400ml coconut milk (the original said 200ml, but all the coconut  milk I find comes in 400ml tins and if you use 200ml you end up wasting the other 200ml. I think this is a shame, so I use the whole tin, it makes for a slightly creamier soup, but since when was that a bad idea? The point is, if you have a use for the other 200ml of coconut milk, use less and tell me what that use is).
Juice of one lime (not essential, so don’t panic if you don’t have it, but it adds a nice taste and has useful vitamin C).

Preheat oven to 200C.

Take 2 tablespoons of the olive oil, put in a small receptacle and into that put your spices and chilli. Mix around and then drizzle over the squash. Put it in the oven for 20mins. After 20 mins scatter over the garlic and cook for another 10 mins, after which the squash should be lovely and squashy and soft, if not give it a bit more.

Whilst that is doing, use the other two tablespoons of oil to soften the onion. Do it with the lid on. You want lovely transparent onion, all soft and relaxed, not mean and burned and angry.

Scrape the squash and all the spicy bits into a blender. Add the onion. Pour in a bit of the chicken stock so that it’s easier to blend the whole lot up. Blend it up. Brr brr brrr so that the whole lot is thick and velvety and GOOD.

Put into a pan, add the rest of the stock and the coconut milk. Heat it up, add lime juice, season if you want to (I never do, stock cubes have so much sodding seasoning already) eat it and think of nice autumn things and what you want for Christmas.

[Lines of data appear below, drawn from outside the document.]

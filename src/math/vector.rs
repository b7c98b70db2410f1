use nalgebra as na;
use std::fmt;
use std::ops::{Add, AddAssign, Div, DivAssign, Mul, MulAssign, Neg, Sub, SubAssign};

#[cfg(feature = "serialize")]
use serde::{Deserialize, Serialize};

/// A 2D vector representation for physics calculations
#[derive(Debug, Clone, Copy, PartialEq)]
#[cfg_attr(feature = "serialize", derive(Serialize, Deserialize))]
pub struct Vector2 {
    pub x: f64,
    pub y: f64,
}

impl Vector2 {
    /// A zero vector constant
    pub const ZERO: Self = Self { x: 0.0, y: 0.0 };

    /// Unit vector pointing up
    pub const UP: Self = Self { x: 0.0, y: 1.0 };

    /// Unit vector pointing down
    pub const DOWN: Self = Self { x: 0.0, y: -1.0 };

    /// Unit vector pointing left
    pub const LEFT: Self = Self { x: -1.0, y: 0.0 };

    /// Unit vector pointing right
    pub const RIGHT: Self = Self { x: 1.0, y: 0.0 };

    /// Creates a new 2D vector
    #[inline]
    pub fn new(x: f64, y: f64) -> Self {
        Self { x, y }
    }

    /// Creates a new 2D vector with all components set to zero
    #[inline]
    pub fn zero() -> Self {
        Self { x: 0.0, y: 0.0 }
    }

    /// Creates a unit direction vector from a bearing in radians
    #[inline]
    pub fn from_angle(radians: f64) -> Self {
        Self {
            x: radians.cos(),
            y: radians.sin(),
        }
    }

    /// Computes the dot product of two vectors
    #[inline]
    pub fn dot(&self, other: &Self) -> f64 {
        self.x * other.x + self.y * other.y
    }

    /// Computes the cross product magnitude of two 2D vectors
    #[inline]
    pub fn cross(&self, other: &Self) -> f64 {
        self.x * other.y - self.y * other.x
    }

    /// Computes the 2D cross product of a scalar and a vector
    #[inline]
    pub fn cross_scalar(s: f64, v: &Self) -> Self {
        Self::new(-s * v.y, s * v.x)
    }

    /// Returns the vector rotated a quarter turn counter-clockwise
    #[inline]
    pub fn perpendicular(&self) -> Self {
        Self::new(-self.y, self.x)
    }

    /// Returns the squared length of the vector
    #[inline]
    pub fn length_squared(&self) -> f64 {
        self.x * self.x + self.y * self.y
    }

    /// Returns the length of the vector
    #[inline]
    pub fn length(&self) -> f64 {
        self.length_squared().sqrt()
    }

    /// Returns a normalized version of the vector.
    ///
    /// A zero-length vector normalizes to itself: the divisor is taken as 1
    /// in that case, so this never divides by zero.
    #[inline]
    pub fn normalize(&self) -> Self {
        let mut d = self.length();
        if d == 0.0 {
            d = 1.0;
        }
        Self::new(self.x / d, self.y / d)
    }

    /// Normalizes the vector in-place, with the same zero-length behaviour
    /// as [`Vector2::normalize`]
    #[inline]
    pub fn normalize_mut(&mut self) {
        let mut d = self.length();
        if d == 0.0 {
            d = 1.0;
        }
        self.x /= d;
        self.y /= d;
    }

    /// Returns true if both components are finite and not NaN
    #[inline]
    pub fn is_valid(&self) -> bool {
        self.x.is_finite() && self.y.is_finite()
    }

    /// Returns true if the vector is exactly zero
    #[inline]
    pub fn is_zero(&self) -> bool {
        self.x == 0.0 && self.y == 0.0
    }

    /// Distance between two vectors
    #[inline]
    pub fn distance(&self, other: &Self) -> f64 {
        (*self - *other).length()
    }

    /// Squared distance between two vectors
    #[inline]
    pub fn distance_squared(&self, other: &Self) -> f64 {
        (*self - *other).length_squared()
    }

    /// Linear interpolation between two vectors
    #[inline]
    pub fn lerp(&self, other: &Self, t: f64) -> Self {
        *self + (*other - *self) * t
    }

    /// Returns the angle in radians of this vector (in the range [-PI, PI])
    #[inline]
    pub fn angle(&self) -> f64 {
        self.y.atan2(self.x)
    }

    /// Convert to nalgebra Vector2
    #[inline]
    pub fn to_nalgebra(&self) -> na::Vector2<f64> {
        na::Vector2::new(self.x, self.y)
    }

    /// Convert from nalgebra Vector2
    #[inline]
    pub fn from_nalgebra(v: &na::Vector2<f64>) -> Self {
        Self::new(v.x, v.y)
    }
}

impl From<[f64; 2]> for Vector2 {
    #[inline]
    fn from(array: [f64; 2]) -> Self {
        Self::new(array[0], array[1])
    }
}

impl From<Vector2> for [f64; 2] {
    #[inline]
    fn from(vector: Vector2) -> Self {
        [vector.x, vector.y]
    }
}

impl fmt::Display for Vector2 {
    fn fmt(&self, f: &mut fmt::Formatter) -> fmt::Result {
        write!(f, "({}, {})", self.x, self.y)
    }
}

impl Add for Vector2 {
    type Output = Self;
    #[inline]
    fn add(self, rhs: Self) -> Self::Output {
        Self::new(self.x + rhs.x, self.y + rhs.y)
    }
}

impl Sub for Vector2 {
    type Output = Self;
    #[inline]
    fn sub(self, rhs: Self) -> Self::Output {
        Self::new(self.x - rhs.x, self.y - rhs.y)
    }
}

impl Mul<f64> for Vector2 {
    type Output = Self;
    #[inline]
    fn mul(self, rhs: f64) -> Self::Output {
        Self::new(self.x * rhs, self.y * rhs)
    }
}

impl Mul<Vector2> for f64 {
    type Output = Vector2;
    #[inline]
    fn mul(self, rhs: Vector2) -> Self::Output {
        Vector2::new(self * rhs.x, self * rhs.y)
    }
}

impl Div<f64> for Vector2 {
    type Output = Self;
    #[inline]
    fn div(self, rhs: f64) -> Self::Output {
        Self::new(self.x / rhs, self.y / rhs)
    }
}

impl Neg for Vector2 {
    type Output = Self;
    #[inline]
    fn neg(self) -> Self::Output {
        Self::new(-self.x, -self.y)
    }
}

impl AddAssign for Vector2 {
    #[inline]
    fn add_assign(&mut self, rhs: Self) {
        self.x += rhs.x;
        self.y += rhs.y;
    }
}

impl SubAssign for Vector2 {
    #[inline]
    fn sub_assign(&mut self, rhs: Self) {
        self.x -= rhs.x;
        self.y -= rhs.y;
    }
}

impl MulAssign<f64> for Vector2 {
    #[inline]
    fn mul_assign(&mut self, rhs: f64) {
        self.x *= rhs;
        self.y *= rhs;
    }
}

impl DivAssign<f64> for Vector2 {
    #[inline]
    fn div_assign(&mut self, rhs: f64) {
        self.x /= rhs;
        self.y /= rhs;
    }
}
use crate::bodies::RigidBody;
use crate::error::PhysicsError;
use crate::math::{Matrix2, Vector2};
use crate::rays::Ray;
use crate::Result;

/// A bundle of rays distributed a full turn around a common epicentre.
///
/// Used by the raycast explosion to discover which bodies an omnidirectional
/// blast can reach.
#[derive(Debug, Clone)]
pub struct RayScatter {
    epicentre: Vector2,
    rays: Vec<Ray>,
}

impl RayScatter {
    /// Creates a scatter of `no_of_rays` rays of the given length around the
    /// epicentre
    pub fn new(epicentre: Vector2, no_of_rays: usize, distance: f64) -> Result<Self> {
        if no_of_rays == 0 {
            return Err(PhysicsError::InvalidParameter(
                "ray scatter needs at least one ray".to_string(),
            ));
        }
        let mut scatter = Self {
            epicentre,
            rays: Vec::with_capacity(no_of_rays),
        };
        scatter.cast_rays(no_of_rays, distance);
        Ok(scatter)
    }

    /// Returns the epicentre of the scatter
    #[inline]
    pub fn epicentre(&self) -> Vector2 {
        self.epicentre
    }

    /// Moves the epicentre, re-seating the origin of every ray
    pub fn set_epicentre(&mut self, epicentre: Vector2) {
        self.epicentre = epicentre;
        for ray in &mut self.rays {
            ray.set_start_point(epicentre);
        }
    }

    /// Returns the rays of the scatter
    #[inline]
    pub fn rays(&self) -> &[Ray] {
        &self.rays
    }

    /// Distributes the rays evenly around the epicentre, one step of
    /// 2 pi / n apart
    fn cast_rays(&mut self, no_of_rays: usize, distance: f64) {
        let angle_step = 2.0 * std::f64::consts::PI / no_of_rays as f64;
        let rotation = Matrix2::from_angle(angle_step);
        let mut direction = Vector2::new(1.0, 1.0);
        self.rays.clear();
        for _ in 0..no_of_rays {
            self.rays.push(Ray::new(self.epicentre, direction, distance));
            direction = rotation.multiply_vector(direction);
        }
    }

    /// Re-evaluates every ray in the scatter against the body slice
    pub fn update_rays(&mut self, bodies: &[RigidBody]) {
        for ray in &mut self.rays {
            ray.update_projection(bodies);
        }
    }
}
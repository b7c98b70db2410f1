use crate::bodies::RigidBody;
use crate::math::Vector2;

/// An explosion affecting every body whose centre lies within a fixed
/// proximity of the epicentre, boundary inclusive.
#[derive(Debug, Clone)]
pub struct ProximityExplosion {
    epicentre: Vector2,
    proximity: f64,
    bodies_affected: Vec<usize>,
}

impl ProximityExplosion {
    /// Creates a proximity explosion at the given epicentre
    pub fn new(epicentre: Vector2, proximity: f64) -> Self {
        Self {
            epicentre,
            proximity,
            bodies_affected: Vec::new(),
        }
    }

    /// Returns the epicentre of the explosion
    #[inline]
    pub fn epicentre(&self) -> Vector2 {
        self.epicentre
    }

    /// Moves the epicentre of the explosion
    #[inline]
    pub fn set_epicentre(&mut self, epicentre: Vector2) {
        self.epicentre = epicentre;
    }

    /// Returns the proximity radius
    #[inline]
    pub fn proximity(&self) -> f64 {
        self.proximity
    }

    /// Returns the indices of the bodies the last update found in range
    #[inline]
    pub fn bodies_affected(&self) -> &[usize] {
        &self.bodies_affected
    }

    /// Rebuilds the affected set: every body whose centre is within the
    /// proximity of the epicentre, boundary inclusive
    pub fn update(&mut self, bodies: &[RigidBody]) {
        self.bodies_affected.clear();
        for (index, body) in bodies.iter().enumerate() {
            let blast_dist = body.position() - self.epicentre;
            if blast_dist.length() <= self.proximity {
                self.bodies_affected.push(index);
            }
        }
    }

    /// Applies an impulse of magnitude `blast_power / distance` away from
    /// the epicentre at each affected body's centre of mass.
    ///
    /// A body sitting exactly on the epicentre has no defined blast
    /// direction; impulse application stops entirely when one is
    /// encountered, leaving any remaining bodies in this call untouched.
    /// Callers relying on the impulse should keep the epicentre off body
    /// centres.
    pub fn apply_blast_impulse(&mut self, bodies: &mut [RigidBody], blast_power: f64) {
        for &index in &self.bodies_affected {
            let body = &mut bodies[index];
            let blast_dir = body.position() - self.epicentre;
            let distance = blast_dir.length();
            if distance == 0.0 {
                return;
            }
            let inv_distance = 1.0 / distance;
            let impulse_mag = blast_power * inv_distance;
            body.apply_linear_impulse(blast_dir.normalize() * impulse_mag);
        }
    }
}
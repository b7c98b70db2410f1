use crate::error::PhysicsError;
use crate::shapes::{Aabb, MassData};
use crate::Result;

#[cfg(feature = "serialize")]
use serde::{Deserialize, Serialize};

/// A circle shape centered on its body-local origin
#[derive(Debug, Clone, Copy, PartialEq)]
#[cfg_attr(feature = "serialize", derive(Serialize, Deserialize))]
pub struct Circle {
    radius: f64,
}

impl Circle {
    /// Creates a new circle with the given radius
    pub fn new(radius: f64) -> Result<Self> {
        if radius <= 0.0 {
            return Err(PhysicsError::InvalidParameter(format!(
                "circle radius must be positive, got {radius}"
            )));
        }
        Ok(Self { radius })
    }

    /// Returns the radius of the circle
    #[inline]
    pub fn radius(&self) -> f64 {
        self.radius
    }

    /// Computes the mass properties of the circle at the given density.
    ///
    /// The inertia is the point-mass analogue mass * r^2, not the disk's
    /// second moment of 0.5 * mass * r^2. The engine has always used this
    /// value, so it is kept for behavioural compatibility.
    pub fn calc_mass(&self, density: f64) -> MassData {
        let mass = std::f64::consts::PI * self.radius * self.radius * density;
        MassData::new(mass, mass * self.radius * self.radius)
    }

    /// Builds the body-local bounding box of the circle
    pub fn create_aabb(&self) -> Aabb {
        Aabb::from_half_extent(self.radius)
    }
}
mod joint_to_point;

pub use joint_to_point::JointToPoint;

use crate::bodies::RigidBody;

/// A spring-damper constraint attached to a body.
///
/// The variants form a closed set dispatched by match; each converts a
/// distance error into an impulse applied to the body's momentum once per
/// tick.
#[derive(Debug, Clone)]
pub enum Joint {
    /// A joint between a body and a fixed world-space point
    ToPoint(JointToPoint),
}

impl Joint {
    /// Recomputes the attachment point from the body's current state and
    /// applies the tension impulse to the body
    pub fn apply_tension(&mut self, body: &mut RigidBody) {
        match self {
            Joint::ToPoint(joint) => joint.apply_tension(body),
        }
    }

    /// Calculates the current tension force magnitude for the body's state
    pub fn calculate_tension(&self, body: &RigidBody) -> f64 {
        match self {
            Joint::ToPoint(joint) => joint.calculate_tension(body),
        }
    }

    /// Calculates the rate of change of the joint's extension for the body's
    /// state
    pub fn rate_of_change_of_extension(&self, body: &RigidBody) -> f64 {
        match self {
            Joint::ToPoint(joint) => joint.rate_of_change_of_extension(body),
        }
    }
}

impl From<JointToPoint> for Joint {
    fn from(joint: JointToPoint) -> Self {
        Joint::ToPoint(joint)
    }
}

This just isn’t the most interesting picture, I mean, it could be custard. But I forgot to take a pic at any other, more photogenic point in making it. What would have been ideal is a picture of someone in knitted fingerless gloves, nursing a mug of this and wearing slouchy socks, kinda Toast-catalogue styley. Although nursing these days means a different thing to me, so I mean: holding the mug, not breastfeeding it.